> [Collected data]
● ● ●

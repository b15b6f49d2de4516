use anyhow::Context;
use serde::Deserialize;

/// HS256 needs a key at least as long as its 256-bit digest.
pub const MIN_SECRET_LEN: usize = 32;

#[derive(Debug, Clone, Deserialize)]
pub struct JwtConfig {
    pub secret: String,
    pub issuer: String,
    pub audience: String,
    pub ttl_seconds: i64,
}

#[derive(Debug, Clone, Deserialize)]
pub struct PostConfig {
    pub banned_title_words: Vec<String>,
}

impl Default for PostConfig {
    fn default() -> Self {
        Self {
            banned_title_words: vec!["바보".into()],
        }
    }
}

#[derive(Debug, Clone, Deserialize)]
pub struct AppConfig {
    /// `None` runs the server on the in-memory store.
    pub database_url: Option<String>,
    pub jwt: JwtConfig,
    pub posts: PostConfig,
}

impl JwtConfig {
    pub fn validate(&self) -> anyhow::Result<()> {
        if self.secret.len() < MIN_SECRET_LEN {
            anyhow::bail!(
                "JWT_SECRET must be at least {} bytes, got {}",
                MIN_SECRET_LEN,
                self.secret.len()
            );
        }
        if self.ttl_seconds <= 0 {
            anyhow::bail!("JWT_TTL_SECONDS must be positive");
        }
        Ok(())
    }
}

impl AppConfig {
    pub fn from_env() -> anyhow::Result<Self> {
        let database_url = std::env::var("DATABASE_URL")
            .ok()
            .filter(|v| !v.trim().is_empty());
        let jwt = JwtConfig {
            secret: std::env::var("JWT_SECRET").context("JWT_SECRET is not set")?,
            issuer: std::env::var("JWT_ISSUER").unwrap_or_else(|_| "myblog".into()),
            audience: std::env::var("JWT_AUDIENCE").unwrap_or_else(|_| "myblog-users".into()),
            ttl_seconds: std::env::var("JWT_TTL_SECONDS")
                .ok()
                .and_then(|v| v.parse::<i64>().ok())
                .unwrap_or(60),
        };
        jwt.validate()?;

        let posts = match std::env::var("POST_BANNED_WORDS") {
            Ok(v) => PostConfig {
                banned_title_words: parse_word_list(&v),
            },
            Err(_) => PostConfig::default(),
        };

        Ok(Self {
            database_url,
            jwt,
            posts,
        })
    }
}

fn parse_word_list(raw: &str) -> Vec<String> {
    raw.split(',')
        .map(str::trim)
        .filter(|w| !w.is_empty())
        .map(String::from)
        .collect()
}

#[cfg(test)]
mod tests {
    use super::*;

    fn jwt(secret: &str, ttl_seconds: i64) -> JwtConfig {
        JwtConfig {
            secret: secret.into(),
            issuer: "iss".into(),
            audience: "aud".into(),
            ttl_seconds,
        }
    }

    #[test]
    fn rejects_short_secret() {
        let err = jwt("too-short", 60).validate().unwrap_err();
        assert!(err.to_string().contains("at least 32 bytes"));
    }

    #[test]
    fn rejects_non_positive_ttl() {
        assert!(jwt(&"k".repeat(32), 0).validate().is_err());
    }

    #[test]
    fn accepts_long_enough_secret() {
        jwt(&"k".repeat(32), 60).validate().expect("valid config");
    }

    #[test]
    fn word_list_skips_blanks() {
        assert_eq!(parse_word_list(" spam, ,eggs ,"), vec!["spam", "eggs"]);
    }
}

● ● ●

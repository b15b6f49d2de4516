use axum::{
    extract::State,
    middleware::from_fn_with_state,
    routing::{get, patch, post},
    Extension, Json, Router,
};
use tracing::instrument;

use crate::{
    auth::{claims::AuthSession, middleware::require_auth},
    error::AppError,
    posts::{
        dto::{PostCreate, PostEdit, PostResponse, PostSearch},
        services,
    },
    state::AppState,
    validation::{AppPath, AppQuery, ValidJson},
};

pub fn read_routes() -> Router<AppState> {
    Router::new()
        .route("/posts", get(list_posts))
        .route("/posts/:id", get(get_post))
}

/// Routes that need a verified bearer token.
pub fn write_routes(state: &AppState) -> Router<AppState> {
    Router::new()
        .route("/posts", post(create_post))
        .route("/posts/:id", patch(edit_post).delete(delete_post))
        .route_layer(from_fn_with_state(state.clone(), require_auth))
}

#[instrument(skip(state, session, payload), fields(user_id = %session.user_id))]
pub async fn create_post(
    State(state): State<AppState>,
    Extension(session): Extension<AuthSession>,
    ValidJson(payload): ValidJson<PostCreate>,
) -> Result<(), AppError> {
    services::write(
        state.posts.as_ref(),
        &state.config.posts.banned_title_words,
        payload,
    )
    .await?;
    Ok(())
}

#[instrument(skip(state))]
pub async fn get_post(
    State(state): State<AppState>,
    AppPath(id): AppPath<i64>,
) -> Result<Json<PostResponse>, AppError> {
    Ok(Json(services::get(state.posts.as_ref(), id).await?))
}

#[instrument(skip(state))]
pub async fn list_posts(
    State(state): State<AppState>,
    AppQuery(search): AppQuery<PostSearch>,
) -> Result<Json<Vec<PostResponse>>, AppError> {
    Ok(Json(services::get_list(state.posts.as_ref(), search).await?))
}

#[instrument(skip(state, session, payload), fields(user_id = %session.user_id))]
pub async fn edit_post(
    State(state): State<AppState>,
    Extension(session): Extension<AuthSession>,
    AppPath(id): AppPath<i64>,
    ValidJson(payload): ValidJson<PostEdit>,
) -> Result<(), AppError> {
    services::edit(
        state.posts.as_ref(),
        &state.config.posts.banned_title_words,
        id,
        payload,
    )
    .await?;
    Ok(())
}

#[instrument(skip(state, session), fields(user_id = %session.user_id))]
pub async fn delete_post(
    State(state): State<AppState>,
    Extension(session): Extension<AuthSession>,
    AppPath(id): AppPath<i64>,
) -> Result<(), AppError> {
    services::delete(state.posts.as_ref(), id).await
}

● ● ●

Select every line in the records above that contains the word "anyhow".

use anyhow::Context;
    pub fn validate(&self) -> anyhow::Result<()> {
            anyhow::bail!(
            anyhow::bail!("JWT_TTL_SECONDS must be positive");
    pub fn from_env() -> anyhow::Result<Self> {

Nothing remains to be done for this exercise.